» WHAT YOU SHOULD DO
The data must be transcribed exactly, with no line missing.

(Saved data entries)
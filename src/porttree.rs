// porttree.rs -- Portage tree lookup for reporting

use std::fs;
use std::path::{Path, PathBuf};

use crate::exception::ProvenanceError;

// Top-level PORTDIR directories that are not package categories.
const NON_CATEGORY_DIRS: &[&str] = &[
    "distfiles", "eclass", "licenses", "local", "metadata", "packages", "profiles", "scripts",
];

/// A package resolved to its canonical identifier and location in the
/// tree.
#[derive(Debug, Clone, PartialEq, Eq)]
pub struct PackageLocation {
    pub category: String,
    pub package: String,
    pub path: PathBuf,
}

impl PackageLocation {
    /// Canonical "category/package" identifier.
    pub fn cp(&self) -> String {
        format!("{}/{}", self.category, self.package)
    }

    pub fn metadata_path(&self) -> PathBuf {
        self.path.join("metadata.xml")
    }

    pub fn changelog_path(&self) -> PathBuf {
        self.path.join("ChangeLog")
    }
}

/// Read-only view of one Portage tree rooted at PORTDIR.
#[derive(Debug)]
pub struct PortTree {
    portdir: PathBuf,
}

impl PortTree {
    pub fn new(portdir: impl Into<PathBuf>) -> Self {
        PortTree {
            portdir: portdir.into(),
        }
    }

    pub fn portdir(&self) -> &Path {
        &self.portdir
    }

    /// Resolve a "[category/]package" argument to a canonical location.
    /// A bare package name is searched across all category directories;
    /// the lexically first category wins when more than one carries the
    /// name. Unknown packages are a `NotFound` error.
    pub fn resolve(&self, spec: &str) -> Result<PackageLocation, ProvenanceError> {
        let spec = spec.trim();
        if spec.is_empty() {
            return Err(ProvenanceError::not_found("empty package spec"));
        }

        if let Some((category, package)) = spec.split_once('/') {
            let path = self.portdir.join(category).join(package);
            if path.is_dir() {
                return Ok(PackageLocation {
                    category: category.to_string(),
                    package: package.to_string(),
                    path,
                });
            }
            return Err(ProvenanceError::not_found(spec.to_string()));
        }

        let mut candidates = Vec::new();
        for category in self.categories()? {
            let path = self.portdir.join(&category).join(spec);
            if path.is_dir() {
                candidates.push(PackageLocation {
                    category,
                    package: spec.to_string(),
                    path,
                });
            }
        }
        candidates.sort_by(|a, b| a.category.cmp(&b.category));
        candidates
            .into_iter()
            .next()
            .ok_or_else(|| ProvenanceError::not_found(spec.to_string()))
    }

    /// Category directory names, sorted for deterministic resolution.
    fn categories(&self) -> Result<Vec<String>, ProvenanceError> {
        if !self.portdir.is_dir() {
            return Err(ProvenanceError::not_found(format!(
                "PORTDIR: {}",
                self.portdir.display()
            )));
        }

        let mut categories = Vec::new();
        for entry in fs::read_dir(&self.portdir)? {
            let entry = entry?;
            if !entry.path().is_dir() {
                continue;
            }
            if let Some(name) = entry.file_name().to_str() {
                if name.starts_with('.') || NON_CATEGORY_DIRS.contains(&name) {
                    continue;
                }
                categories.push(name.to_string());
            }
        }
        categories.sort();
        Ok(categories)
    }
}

» RESPONSE TO THIS TASK
filename src/porttree.rs
// porttree.rs -- Portage tree lookup for reporting

use std::fs;
use std::path::{Path, PathBuf};

use crate::exception::ProvenanceError;

// Top-level PORTDIR directories that are not package categories.
const NON_CATEGORY_DIRS: &[&str] = &[
    "distfiles", "eclass", "licenses", "local", "metadata", "packages", "profiles", "scripts",
];

/// A package resolved to its canonical identifier and location in the
/// tree.
#[derive(Debug, Clone, PartialEq, Eq)]
pub struct PackageLocation {
    pub category: String,
    pub package: String,
    pub path: PathBuf,
}

impl PackageLocation {
    /// Canonical "category/package" identifier.
    pub fn cp(&self) -> String {
        format!("{}/{}", self.category, self.package)
    }

    pub fn metadata_path(&self) -> PathBuf {
        self.path.join("metadata.xml")
    }

    pub fn changelog_path(&self) -> PathBuf {
        self.path.join("ChangeLog")
    }
}

/// Read-only view of one Portage tree rooted at PORTDIR.
#[derive(Debug)]
pub struct PortTree {
    portdir: PathBuf,
}

impl PortTree {
    pub fn new(portdir: impl Into<PathBuf>) -> Self {
        PortTree {
            portdir: portdir.into(),
        }
    }

    pub fn portdir(&self) -> &Path {
        &self.portdir
    }

    /// Resolve a "[category/]package" argument to a canonical location.
    /// A bare package name is searched across all category directories;
    /// the lexically first category wins when more than one carries the
    /// name. Unknown packages are a `NotFound` error.
    pub fn resolve(&self, spec: &str) -> Result<PackageLocation, ProvenanceError> {
        let spec = spec.trim();
        if spec.is_empty() {
            return Err(ProvenanceError::not_found("empty package spec"));
        }

        if let Some((category, package)) = spec.split_once('/') {
            let path = self.portdir.join(category).join(package);
            if path.is_dir() {
                return Ok(PackageLocation {
                    category: category.to_string(),
                    package: package.to_string(),
                    path,
                });
            }
            return Err(ProvenanceError::not_found(spec.to_string()));
        }

        let mut candidates = Vec::new();
        for category in self.categories()? {
            let path = self.portdir.join(&category).join(spec);
            if path.is_dir() {
                candidates.push(PackageLocation {
                    category,
                    package: spec.to_string(),
                    path,
                });
            }
        }
        candidates.sort_by(|a, b| a.category.cmp(&b.category));
        candidates
            .into_iter()
            .next()
            .ok_or_else(|| ProvenanceError::not_found(spec.to_string()))
    }

    /// Category directory names, sorted for deterministic resolution.
    fn categories(&self) -> Result<Vec<String>, ProvenanceError> {
        if !self.portdir.is_dir() {
            return Err(ProvenanceError::not_found(format!(
                "PORTDIR: {}",
                self.portdir.display()
            )));
        }

        let mut categories = Vec::new();
        for entry in fs::read_dir(&self.portdir)? {
            let entry = entry?;
            if !entry.path().is_dir() {
                continue;
            }
            if let Some(name) = entry.file_name().to_str() {
                if name.starts_with('.') || NON_CATEGORY_DIRS.contains(&name) {
                    continue;
                }
                categories.push(name.to_string());
            }
        }
        categories.sort();
        Ok(categories)
    }
}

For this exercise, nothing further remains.